Tech22 août 2026· via TechCrunch

L’IA formée sur des tissus cutanés vivants annonce une révolution des soins de la peau

L’IA formée sur des tissus cutanés vivants annonce une révolution des soins de la peau

Image : TechCrunch

Une équipe dirigée par Michael Polansky adopte une approche radicale pour l’innovation en soins de la peau : elle cultive de la peau humaine vivante en dehors du corps afin d’entraîner des modèles d’IA sur du tissu frais et biologiquement actif. Cette startup, qui a opéré dans l’ombre pendant des années, se révèle désormais pour démontrer comment cette méthode pourrait surpasser les tests traditionnels en laboratoire et accélérer la découverte de nouveaux composés.

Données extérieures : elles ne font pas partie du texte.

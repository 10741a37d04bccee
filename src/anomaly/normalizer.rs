/// Lower bound of the model's nominal score range (most anomalous)
pub const SCORE_MIN: f64 = -1.0;

/// Upper bound of the model's nominal score range (most normal)
pub const SCORE_MAX: f64 = 1.0;

/// Resolution used to absorb binary representation error before rounding
const TENTHS_SNAP: f64 = 1e6;

/// Map a raw model score onto the 1-10 display scale, 10 being most anomalous.
///
/// Out-of-range scores are clamped first. The result is rounded to one decimal,
/// halves away from zero. NaN is not a valid score; ingestion rejects it.
#[must_use]
pub fn to_ten_scale(score: f64) -> f64 {
    debug_assert!(!score.is_nan(), "anomaly score must not be NaN");
    let clamped = score.clamp(SCORE_MIN, SCORE_MAX);
    let tenths = 100.0 - (clamped + 1.0) * 45.0;
    // 41.499999999999996 must round like the decimal 41.5 it stands for
    let tenths = (tenths * TENTHS_SNAP).round() / TENTHS_SNAP;
    tenths.round() / 10.0
}
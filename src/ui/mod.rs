// Logsight - GPL-3.0-or-later
// This file is part of Logsight.
//
// Copyright (C) 2026 Daniel Freiermuth
//
// Logsight is free software: you can redistribute it and/or modify
// it under the terms of the GNU General Public License as published by
// the Free Software Foundation, either version 3 of the License, or
// (at your option) any later version.
//
// Logsight is distributed in the hope that it will be useful,
// but WITHOUT ANY WARRANTY; without even the implied warranty of
// MERCHANTABILITY or FITNESS FOR A PARTICULAR PURPOSE.  See the
// GNU General Public License for more details.
//
// You should have received a copy of the GNU General Public License
// along with Logsight.  If not, see <https://www.gnu.org/licenses/>.

pub mod cli;
pub mod report;
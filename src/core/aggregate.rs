// Logsight - GPL-3.0-or-later
// This file is part of Logsight.
//
// Copyright (C) 2026 Daniel Freiermuth
//
// Logsight is free software: you can redistribute it and/or modify
// it under the terms of the GNU General Public License as published by
// the Free Software Foundation, either version 3 of the License, or
// (at your option) any later version.
//
// Logsight is distributed in the hope that it will be useful,
// but WITHOUT ANY WARRANTY; without even the implied warranty of
// MERCHANTABILITY or FITNESS FOR A PARTICULAR PURPOSE.  See the
// GNU General Public License for more details.
//
// You should have received a copy of the GNU General Public License
// along with Logsight.  If not, see <https://www.gnu.org/licenses/>.

//! Per-service, per-category and per-severity counts.
//!
//! The `*_key` functions are the bucket membership predicates. Drill-down
//! filtering in [`crate::core::filter`] compares against the same functions,
//! which keeps bucket counts and filtered list lengths equal.

use crate::anomaly::{category, Category, SeverityLevel};
use crate::parser::LogRecord;
use indexmap::IndexMap;
use serde::Serialize;
use std::hash::Hash;

/// Number of services shown in the service chart
pub const TOP_SERVICES: usize = 5;

/// One grouped-and-counted unit of an aggregate
#[derive(Debug, Clone, PartialEq, Eq, Serialize)]
pub struct Bucket<K> {
    pub key: K,
    pub count: usize,
}

#[must_use]
pub fn service_key(record: &LogRecord) -> &str {
    &record.service_name
}

#[must_use]
pub fn category_key(record: &LogRecord) -> Category {
    category::classify(&record.message)
}

#[must_use]
pub fn severity_key(record: &LogRecord) -> SeverityLevel {
    SeverityLevel::from_score(record.score)
}

/// Count records per key, buckets in first-encountered order
fn count_by<'a, K, F>(records: &'a [LogRecord], key_of: F) -> Vec<Bucket<K>>
where
    K: Hash + Eq,
    F: Fn(&'a LogRecord) -> K,
{
    let mut counts: IndexMap<K, usize> = IndexMap::new();
    for record in records {
        *counts.entry(key_of(record)).or_insert(0) += 1;
    }
    counts
        .into_iter()
        .map(|(key, count)| Bucket { key, count })
        .collect()
}

/// The [`TOP_SERVICES`] busiest services, by count descending.
/// Equal counts keep the order in which the services first appear.
#[must_use]
pub fn aggregate_by_service(records: &[LogRecord]) -> Vec<Bucket<String>> {
    profiling::scope!("aggregate_by_service");

    let mut buckets = count_by(records, service_key);
    buckets.sort_by(|a, b| b.count.cmp(&a.count));
    buckets.truncate(TOP_SERVICES);

    tracing::trace!("Service aggregate: {} buckets", buckets.len());
    buckets
        .into_iter()
        .map(|bucket| Bucket {
            key: bucket.key.to_owned(),
            count: bucket.count,
        })
        .collect()
}

/// Every category with at least one record, in first-encountered order
#[must_use]
pub fn aggregate_by_category(records: &[LogRecord]) -> Vec<Bucket<Category>> {
    profiling::scope!("aggregate_by_category");
    count_by(records, category_key)
}

/// Every severity level with at least one record, most severe first
#[must_use]
pub fn aggregate_by_severity(records: &[LogRecord]) -> Vec<Bucket<SeverityLevel>> {
    profiling::scope!("aggregate_by_severity");
    let mut buckets = count_by(records, severity_key);
    buckets.sort_by(|a, b| b.key.cmp(&a.key));
    buckets
}

#[cfg(test)]
mod tests {
    use super::*;

    fn record(service: &str, message: &str, score: f64) -> LogRecord {
        LogRecord::new("id", service, message, 0, score)
    }

    #[test]
    fn test_empty_input() {
        assert!(aggregate_by_service(&[]).is_empty());
        assert!(aggregate_by_category(&[]).is_empty());
        assert!(aggregate_by_severity(&[]).is_empty());
    }

    #[test]
    fn test_service_sorted_descending_top_five() {
        let mut records = Vec::new();
        for (service, n) in [("a", 1), ("b", 4), ("c", 2), ("d", 6), ("e", 3), ("f", 5), ("g", 2)] {
            for _ in 0..n {
                records.push(record(service, "ok", 0.1));
            }
        }

        let buckets = aggregate_by_service(&records);
        let keys: Vec<&str> = buckets.iter().map(|b| b.key.as_str()).collect();
        assert_eq!(keys, vec!["d", "f", "b", "e", "c"]);
        assert!(buckets.windows(2).all(|pair| pair[0].count >= pair[1].count));
    }

    #[test]
    fn test_service_ties_keep_first_encountered_order() {
        let records = vec![
            record("zeta", "x", 0.0),
            record("alpha", "x", 0.0),
            record("zeta", "x", 0.0),
            record("alpha", "x", 0.0),
            record("mid", "x", 0.0),
        ];

        let buckets = aggregate_by_service(&records);
        assert_eq!(
            buckets,
            vec![
                Bucket { key: "zeta".to_string(), count: 2 },
                Bucket { key: "alpha".to_string(), count: 2 },
                Bucket { key: "mid".to_string(), count: 1 },
            ]
        );
    }

    #[test]
    fn test_category_counts_cover_every_record() {
        let records = vec![
            record("a", "fatal exception in handler", -0.6),
            record("a", "ok", 0.2),
            record("b", "connection unavailable", -0.1),
            record("b", "Request timeout", -0.3),
            record("c", "job failed", -0.2),
            record("c", "Database connection error", -0.8),
        ];

        let buckets = aggregate_by_category(&records);
        let total: usize = buckets.iter().map(|b| b.count).sum();
        assert_eq!(total, records.len());
        assert_eq!(
            buckets,
            vec![
                Bucket { key: Category::Errors, count: 2 },
                Bucket { key: Category::Other, count: 1 },
                Bucket { key: Category::ConnectionIssues, count: 1 },
                Bucket { key: Category::Timeouts, count: 1 },
                Bucket { key: Category::Failures, count: 1 },
            ]
        );
    }

    #[test]
    fn test_severity_most_severe_first() {
        let records = vec![
            record("a", "x", 0.3),
            record("a", "x", -0.9),
            record("a", "x", -0.01),
            record("a", "x", 0.5),
        ];

        let buckets = aggregate_by_severity(&records);
        assert_eq!(
            buckets,
            vec![
                Bucket { key: SeverityLevel::Critical, count: 1 },
                Bucket { key: SeverityLevel::Low, count: 1 },
                Bucket { key: SeverityLevel::Normal, count: 2 },
            ]
        );
    }

    #[test]
    fn test_input_untouched() {
        let records = vec![record("b", "x", 0.0), record("a", "x", 0.0), record("a", "y", 0.0)];
        let before = records.clone();
        let _ = aggregate_by_service(&records);
        let _ = aggregate_by_category(&records);
        assert_eq!(records, before);
    }
}
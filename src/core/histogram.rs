// Logsight - GPL-3.0-or-later
// This file is part of Logsight.
//
// Copyright (C) 2026 Daniel Freiermuth
//
// Logsight is free software: you can redistribute it and/or modify
// it under the terms of the GNU General Public License as published by
// the Free Software Foundation, either version 3 of the License, or
// (at your option) any later version.
//
// Logsight is distributed in the hope that it will be useful,
// but WITHOUT ANY WARRANTY; without even the implied warranty of
// MERCHANTABILITY or FITNESS FOR A PARTICULAR PURPOSE.  See the
// GNU General Public License for more details.
//
// You should have received a copy of the GNU General Public License
// along with Logsight.  If not, see <https://www.gnu.org/licenses/>.

//! Daily time series of record counts.
//!
//! Days are calendar dates in the viewer's local time zone, so the same
//! snapshot can bucket differently on machines in different zones.

use crate::parser::LogRecord;
use chrono::NaiveDate;
use serde::Serialize;
use std::collections::BTreeMap;

/// Number of most recent days kept in the time series
pub const MAX_DAYS: usize = 10;

/// Record count for one local calendar date
#[derive(Debug, Clone, Copy, PartialEq, Eq, Serialize)]
pub struct DateBucket {
    pub date: NaiveDate,
    pub count: usize,
}

/// Count records per local date, oldest first, keeping only the most recent
/// [`MAX_DAYS`] dates. Records whose timestamp has no local date are left
/// out of every bucket.
#[must_use]
pub fn aggregate_by_day(records: &[LogRecord]) -> Vec<DateBucket> {
    profiling::scope!("aggregate_by_day");

    let mut per_day: BTreeMap<NaiveDate, usize> = BTreeMap::new();
    for record in records {
        let Some(date) = record.local_date() else {
            tracing::trace!(
                "Record {} has no local date (timestamp {}), not bucketed",
                record.id,
                record.timestamp
            );
            continue;
        };
        *per_day.entry(date).or_insert(0) += 1;
    }

    let skip = per_day.len().saturating_sub(MAX_DAYS);
    per_day
        .into_iter()
        .skip(skip)
        .map(|(date, count)| DateBucket { date, count })
        .collect()
}

#[cfg(test)]
mod tests {
    use super::*;
    use chrono::{Local, TimeZone};

    fn at(year: i32, month: u32, day: u32, hour: u32) -> i64 {
        Local
            .with_ymd_and_hms(year, month, day, hour, 0, 0)
            .earliest()
            .expect("valid local time")
            .timestamp_millis()
    }

    fn record(id: usize, timestamp: i64) -> LogRecord {
        LogRecord::new(id.to_string(), "svc", "msg", timestamp, 0.0)
    }

    #[test]
    fn test_empty() {
        assert!(aggregate_by_day(&[]).is_empty());
    }

    #[test]
    fn test_out_of_range_timestamp_is_not_bucketed() {
        let records = vec![
            record(1, at(2025, 3, 1, 9)),
            record(2, i64::MAX),
            record(3, at(2025, 3, 1, 12)),
        ];

        let buckets = aggregate_by_day(&records);
        assert_eq!(buckets.len(), 1);
        assert_eq!(buckets[0].count, 2);
    }

    #[test]
    fn test_groups_by_local_date_ascending() {
        let records = vec![
            record(1, at(2025, 3, 2, 9)),
            record(2, at(2025, 3, 1, 23)),
            record(3, at(2025, 3, 2, 18)),
            record(4, at(2025, 3, 1, 0)),
            record(5, at(2025, 3, 2, 0)),
        ];

        let buckets = aggregate_by_day(&records);
        assert_eq!(
            buckets,
            vec![
                DateBucket {
                    date: NaiveDate::from_ymd_opt(2025, 3, 1).expect("date"),
                    count: 2
                },
                DateBucket {
                    date: NaiveDate::from_ymd_opt(2025, 3, 2).expect("date"),
                    count: 3
                },
            ]
        );
    }

    #[test]
    fn test_keeps_most_recent_days() {
        let records: Vec<LogRecord> = (1..=14_u32)
            .rev()
            .map(|day| record(day as usize, at(2025, 6, day, 12)))
            .collect();

        let buckets = aggregate_by_day(&records);
        assert_eq!(buckets.len(), MAX_DAYS);
        assert_eq!(buckets[0].date, NaiveDate::from_ymd_opt(2025, 6, 5).expect("date"));
        assert_eq!(
            buckets[MAX_DAYS - 1].date,
            NaiveDate::from_ymd_opt(2025, 6, 14).expect("date")
        );
        assert!(buckets.windows(2).all(|pair| pair[0].date < pair[1].date));
        assert!(buckets.iter().all(|bucket| bucket.count == 1));
    }

    #[test]
    fn test_dates_sort_chronologically_across_years() {
        let records = vec![
            record(1, at(2026, 1, 2, 12)),
            record(2, at(2025, 12, 31, 12)),
            record(3, at(2025, 2, 1, 12)),
        ];
        let dates: Vec<String> = aggregate_by_day(&records)
            .iter()
            .map(|bucket| bucket.date.to_string())
            .collect();
        assert_eq!(dates, vec!["2025-02-01", "2025-12-31", "2026-01-02"]);
    }
}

Du Silicon Valley à la biologie cutanée

Polansky, connu pour être le compagnon de Lady Gaga et ancien bras droit de Sean Parker, a discrètement construit un projet à la croisée de l’IA et de la biotechnologie. Contrairement aux tests dermocosmétiques classiques qui reposent sur des modèles synthétiques ou des tissus animaux, cette startup maintient des échantillons de peau humaine en laboratoire pendant des semaines. Cela permet aux systèmes d’IA d’analyser en temps réel comment les composés interagissent avec des cellules vivantes. L’objectif est de générer des données plus précises et pertinentes pour l’humain, tout en réduisant la dépendance aux tests sur animaux.

Pourquoi les tissus vivants bouleversent le secteur

Les recherches traditionnelles en soins de la peau s’appuient souvent sur des modèles de peau reconstruite ou des études animales, deux approches limitées pour prédire les réactions humaines. En maintenant la peau humaine en vie et réactive, la startup affirme que sa plateforme peut simuler les réactions réelles aux ingrédients, aux stress environnementaux et aux processus de vieillissement. Cette avancée pourrait raccourcir les cycles de développement, réduire les coûts et permettre aux produits plus sûrs d’atteindre les consommateurs plus rapidement.

Pourquoi cela compte

Cette approche ne se limite pas à améliorer les tests dermocosmétiques : elle redéfinit l’ensemble de la chaîne d’innovation. Si elle aboutit, elle pourrait établir une nouvelle norme pour la validation des ingrédients par les entreprises cosmétiques et pharmaceutiques. Cela permettrait potentiellement de réduire l’usage d’animaux et d’améliorer les résultats des essais cliniques. Pour les consommateurs, la promesse est claire : des produits plus efficaces et plus sûrs, basés sur la biologie humaine plutôt que sur des approximations. Le vrai défi réside dans la mise à l’échelle de la technologie sans compromettre la viabilité des tissus, et dans la démonstration que l’IA entraînée sur de la peau vivante peut générer des percées plus rapidement que jamais.


Source : TechCrunch. Synthèse éditoriale assistée par IA — TechnoExpress.